In the first part of this series I showed how the Concurrency setting in a Fabric Dataflows Gen2 can affect refresh performance when there are multiple queries inside the dataflow. In this post I will show how, with Partitioned Compute, this setting can also affect the performance of a single query within a dataflow.

To test this I created a dataflow with one query, a modified version of the query that I used in this post from earlier this year which returns a table with ten rows and calls a function with a built-in delay of 60 seconds on each row.

This is a preview feature but Chris shows a simple but effective test to demonstrate how this capability works.

Leave a Comment

Filtered Indexes in SQL Server

Erik Darling has a new video:

Now, you just can’t talk about indexing in SQL Server really without talking about filtered indexes. They are a very, very important thing. Conceptually, they are just not that hard to figure out.

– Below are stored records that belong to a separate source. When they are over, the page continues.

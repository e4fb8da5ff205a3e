//! # Audio Worker
//!
//! The sound subsystem runs on its own thread and is driven by commands.
//!
//! ```text
//!   Game thread ──┐
//!   UI thread   ──┼──> [bounded command queue] ──> [audio thread] ──> active cues
//!                 │          (try_send)              (recv_timeout)
//!   SoundControl ─┘
//! ```
//!
//! Mixing and device output live behind the active-cue table; this module
//! owns the queue, the cue lifetimes and the statistics.

use std::sync::Arc;
use std::time::{Duration, Instant};

use crossbeam_channel::{Receiver, RecvTimeoutError, Sender, TrySendError};
use lazarus_config::AudioSettings;
use lazarus_core::{StopSignal, Worker};
use parking_lot::Mutex;

/// Thread name of the audio worker.
pub const AUDIO_THREAD_NAME: &str = "lazarus-audio";

/// Sounds the game can trigger.
#[derive(Clone, Copy, Debug, PartialEq, Eq, Hash)]
pub enum SoundCue {
    /// Background ambience loop segment.
    Ambient,
    /// Player footstep.
    Footstep,
    /// Distant zombie groan.
    ZombieGroan,
    /// Zombie attack.
    ZombieBite,
    /// Player death.
    Scream,
}

impl SoundCue {
    /// How long the cue plays.
    #[must_use]
    pub fn duration(self) -> Duration {
        match self {
            Self::Ambient => Duration::from_millis(4000),
            Self::Footstep => Duration::from_millis(150),
            Self::ZombieGroan => Duration::from_millis(1200),
            Self::ZombieBite => Duration::from_millis(400),
            Self::Scream => Duration::from_millis(1500),
        }
    }
}

/// Commands accepted by the audio thread.
#[derive(Clone, Copy, Debug, PartialEq)]
pub enum SoundCommand {
    /// Start playing a cue at `volume` (scaled by the master volume).
    Play {
        /// The cue.
        cue: SoundCue,
        /// Cue volume, 0.0 to 1.0.
        volume: f32,
    },
    /// Change the master volume.
    SetMasterVolume(f32),
    /// Silence every active cue.
    StopAll,
}

/// Audio statistics.
#[derive(Clone, Debug, Default, PartialEq)]
pub struct SoundStats {
    /// Cues started.
    pub played: u64,
    /// Commands dropped because the queue was full.
    pub dropped: u64,
    /// Cues currently playing.
    pub active: usize,
    /// Current master volume.
    pub master_volume: f32,
}

/// Cloneable link to the running audio worker.
#[derive(Clone, Debug)]
pub struct SoundControl {
    sender: Sender<SoundCommand>,
    stats: Arc<Mutex<SoundStats>>,
}

impl SoundControl {
    /// Queues a command without blocking.
    ///
    /// Returns `false` if the command was dropped.
    pub fn send(&self, command: SoundCommand) -> bool {
        match self.sender.try_send(command) {
            Ok(()) => true,
            Err(TrySendError::Full(command)) => {
                self.stats.lock().dropped += 1;
                tracing::warn!(?command, "audio queue full, command dropped");
                false
            }
            Err(TrySendError::Disconnected(_)) => false,
        }
    }

    /// Plays `cue` at full cue volume.
    pub fn play(&self, cue: SoundCue) -> bool {
        self.send(SoundCommand::Play { cue, volume: 1.0 })
    }

    /// Changes the master volume.
    pub fn set_master_volume(&self, volume: f32) -> bool {
        self.send(SoundCommand::SetMasterVolume(volume))
    }

    /// Silences every active cue.
    pub fn stop_all(&self) -> bool {
        self.send(SoundCommand::StopAll)
    }

    /// Snapshot of the audio statistics.
    #[must_use]
    pub fn stats(&self) -> SoundStats {
        self.stats.lock().clone()
    }

    /// Commands waiting in the queue.
    #[must_use]
    pub fn pending(&self) -> usize {
        self.sender.len()
    }
}

/// A cue that is currently playing.
#[derive(Clone, Copy, Debug)]
struct ActiveCue {
    cue: SoundCue,
    gain: f32,
    ends_at: Instant,
}

/// The audio subsystem, run on its own thread by the worker launcher.
pub struct SoundWorker {
    receiver: Receiver<SoundCommand>,
    control: SoundControl,
    master_volume: f32,
    idle_poll: Duration,
    drain_limit: usize,
    active: Vec<ActiveCue>,
}

impl SoundWorker {
    /// Builds the worker and its command queue. Does not start a thread.
    #[must_use]
    pub fn new(settings: &AudioSettings) -> Self {
        let capacity = settings.queue_capacity.max(1);
        let (sender, receiver) = crossbeam_channel::bounded(capacity);
        let master_volume = settings.master_volume.clamp(0.0, 1.0);
        let stats = Arc::new(Mutex::new(SoundStats {
            master_volume,
            ..SoundStats::default()
        }));

        Self {
            receiver,
            control: SoundControl { sender, stats },
            master_volume,
            idle_poll: settings.idle_poll(),
            drain_limit: capacity,
            active: Vec::with_capacity(16),
        }
    }

    fn apply(&mut self, command: SoundCommand, now: Instant) {
        match command {
            SoundCommand::Play { cue, volume } => {
                let gain = volume.clamp(0.0, 1.0) * self.master_volume;
                self.active.push(ActiveCue {
                    cue,
                    gain,
                    ends_at: now + cue.duration(),
                });
                self.control.stats.lock().played += 1;
                tracing::trace!(?cue, gain, "cue started");
            }
            SoundCommand::SetMasterVolume(volume) => {
                self.master_volume = volume.clamp(0.0, 1.0);
                self.control.stats.lock().master_volume = self.master_volume;
                tracing::debug!(volume = self.master_volume, "master volume changed");
            }
            SoundCommand::StopAll => {
                self.active.clear();
            }
        }
    }

    fn expire(&mut self, now: Instant) {
        self.active.retain(|active| active.ends_at > now);
        self.control.stats.lock().active = self.active.len();
    }

    /// Loudest cue currently playing, if any.
    fn loudest(&self) -> Option<(SoundCue, f32)> {
        self.active
            .iter()
            .max_by(|a, b| a.gain.total_cmp(&b.gain))
            .map(|active| (active.cue, active.gain))
    }
}

impl Worker for SoundWorker {
    type Control = SoundControl;

    fn name(&self) -> &str {
        AUDIO_THREAD_NAME
    }

    fn control(&self) -> Self::Control {
        self.control.clone()
    }

    fn run(&mut self, stop: &StopSignal) {
        while !stop.is_stopped() {
            match self.receiver.recv_timeout(self.idle_poll) {
                Ok(command) => {
                    let now = Instant::now();
                    self.apply(command, now);
                    // Drain at most one queue's worth so a busy sender can't starve the stop check
                    for _ in 0..self.drain_limit {
                        let Ok(command) = self.receiver.try_recv() else {
                            break;
                        };
                        self.apply(command, now);
                    }
                }
                Err(RecvTimeoutError::Timeout) => {}
                Err(RecvTimeoutError::Disconnected) => break,
            }
            self.expire(Instant::now());
        }

        if let Some((cue, gain)) = self.loudest() {
            tracing::debug!(?cue, gain, "silencing active cues on shutdown");
        }
        self.active.clear();
        self.control.stats.lock().active = 0;
    }
}

#[cfg(test)]
mod tests {
    use super::*;
    use lazarus_core::{WorkerExit, WorkerLauncher};
    use std::thread;

    fn settings(capacity: usize) -> AudioSettings {
        AudioSettings {
            master_volume: 0.5,
            queue_capacity: capacity,
            idle_poll_ms: 1,
        }
    }

    fn wait_for(control: &SoundControl, predicate: impl Fn(&SoundStats) -> bool) -> SoundStats {
        let deadline = Instant::now() + Duration::from_secs(2);
        loop {
            let stats = control.stats();
            if predicate(&stats) || Instant::now() >= deadline {
                return stats;
            }
            thread::sleep(Duration::from_millis(1));
        }
    }

    #[test]
    fn test_apply_scales_by_master_volume() {
        let mut worker = SoundWorker::new(&settings(8));
        let now = Instant::now();

        worker.apply(SoundCommand::Play { cue: SoundCue::ZombieGroan, volume: 0.8 }, now);
        let (cue, gain) = worker.loudest().unwrap();
        assert_eq!(cue, SoundCue::ZombieGroan);
        assert!((gain - 0.4).abs() < 1e-6);
    }

    #[test]
    fn test_cues_expire() {
        let mut worker = SoundWorker::new(&settings(8));
        let now = Instant::now();

        worker.apply(SoundCommand::Play { cue: SoundCue::Footstep, volume: 1.0 }, now);
        worker.apply(SoundCommand::Play { cue: SoundCue::Ambient, volume: 1.0 }, now);

        worker.expire(now + Duration::from_millis(200));
        assert_eq!(worker.control.stats().active, 1);
        assert_eq!(worker.loudest().map(|(cue, _)| cue), Some(SoundCue::Ambient));
    }

    #[test]
    fn test_busy_sender_does_not_block_stop() {
        let handle = WorkerLauncher::new().start(SoundWorker::new(&settings(4))).unwrap();
        assert!(handle.wait_until_running(Duration::from_secs(2)));

        let control = handle.control().clone();
        let flooding = Arc::new(std::sync::atomic::AtomicBool::new(true));
        let flood_flag = Arc::clone(&flooding);
        let flooder = thread::spawn(move || {
            while flood_flag.load(std::sync::atomic::Ordering::Relaxed) {
                control.play(SoundCue::Footstep);
            }
        });

        thread::sleep(Duration::from_millis(20));
        let start = Instant::now();
        assert_eq!(handle.join(), WorkerExit::Completed);
        let elapsed = start.elapsed();

        flooding.store(false, std::sync::atomic::Ordering::Relaxed);
        flooder.join().unwrap();
        assert!(elapsed < Duration::from_secs(2), "stop took {elapsed:?}");
    }

    #[test]
    fn test_stop_all_clears_active() {
        let mut worker = SoundWorker::new(&settings(8));
        let now = Instant::now();

        worker.apply(SoundCommand::Play { cue: SoundCue::Scream, volume: 1.0 }, now);
        worker.apply(SoundCommand::StopAll, now);
        assert!(worker.loudest().is_none());
    }

    #[test]
    fn test_full_queue_drops_commands() {
        let worker = SoundWorker::new(&settings(2));
        let control = worker.control();

        assert!(control.play(SoundCue::Footstep));
        assert!(control.play(SoundCue::Footstep));
        assert!(!control.play(SoundCue::Footstep));

        assert_eq!(control.pending(), 2);
        assert_eq!(control.stats().dropped, 1);
    }

    #[test]
    fn test_worker_thread_processes_commands() {
        let handle = WorkerLauncher::new().start(SoundWorker::new(&settings(16))).unwrap();
        assert!(handle.wait_until_running(Duration::from_secs(2)));
        assert_eq!(handle.name(), AUDIO_THREAD_NAME);

        handle.control().play(SoundCue::ZombieGroan);
        handle.control().set_master_volume(0.25);

        let stats = wait_for(handle.control(), |s| {
            s.played == 1 && (s.master_volume - 0.25).abs() < 1e-6
        });
        assert_eq!(stats.played, 1);
        assert!((stats.master_volume - 0.25).abs() < 1e-6);

        let control = handle.control().clone();
        handle.join();
        assert_eq!(control.stats().active, 0);
    }

    #[test]
    fn test_stop_all_silences_running_worker() {
        let handle = WorkerLauncher::new().start(SoundWorker::new(&settings(16))).unwrap();
        assert!(handle.wait_until_running(Duration::from_secs(2)));

        handle.control().play(SoundCue::Ambient);
        handle.control().play(SoundCue::ZombieGroan);
        let stats = wait_for(handle.control(), |s| s.active == 2);
        assert_eq!(stats.active, 2);

        assert!(handle.control().stop_all());
        let stats = wait_for(handle.control(), |s| s.active == 0);
        assert_eq!(stats.active, 0);
        assert_eq!(stats.played, 2);

        assert_eq!(handle.join(), WorkerExit::Completed);
    }
}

It’s an index with a where clause. It only indexes some of the data. It qualifies for the where clause. I don’t know. Like the benefits of that just seem rather apparent to me.

Benjamin Franklin highly encourages you to watch this video, even though filtered indexes are one of the most frustrating things in SQL Server. There are so many cases where I think they should work, and they actually work in approximately a third of those cases.

Leave a Comment

Polymorphic Associations in Postgres

Andrei Lepikhov has multiple types:

Planning such a query efficiently is no easy task — and in my experience, this is confirmed by user reports from the 1C world, since PostgreSQL is currently not rich in LEFT JOIN optimisations. At the same time, the properties of this pattern enable the development of various techniques to improve execution efficiency. I’ve managed to implement several straightforward optimisations of this template. But first, let’s understand what polymorphic references actually are, where they come from, and how common they really are. That’s the gap I’m trying to fill with this post.

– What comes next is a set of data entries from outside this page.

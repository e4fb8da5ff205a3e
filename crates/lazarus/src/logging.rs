//! # Log Output
//!
//! Library code only emits through `tracing`. Binaries call [`init`] once to
//! print those events; `RUST_LOG` overrides the default `info` filter.

use tracing_subscriber::EnvFilter;

/// Default filter when `RUST_LOG` is unset.
pub const DEFAULT_FILTER: &str = "info";

/// Installs the global fmt subscriber.
///
/// Returns `false` if a subscriber was already installed.
pub fn init() -> bool {
    let filter =
        EnvFilter::try_from_default_env().unwrap_or_else(|_| EnvFilter::new(DEFAULT_FILTER));

    tracing_subscriber::fmt()
        .with_env_filter(filter)
        .with_thread_names(true)
        .with_target(false)
        .try_init()
        .is_ok()
}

Click through for the explanation. This isn’t the easiest problem to solve in the relational world, though I do tend to prefer the subclass/superclass solution, myself.

Leave a Comment

CLUSTER BY in Microsoft Fabric Data Warehouse

Nikola Ilic shows off a relatively new feature:

The first thing every Fabric architect reaches for in this situation is the usual playlist: check the query plan, look at the joins, validate the statistics, maybe scale up the capacity. All worth doing, but none of those things addressed what was actually happening: the warehouse was scanning the entire table for every filtered query, because there was no way to tell it which Parquet files actually contained the rows we cared about.

However, Microsoft shipped data clustering in preview at the end of November 2025, and the entire conversation changed.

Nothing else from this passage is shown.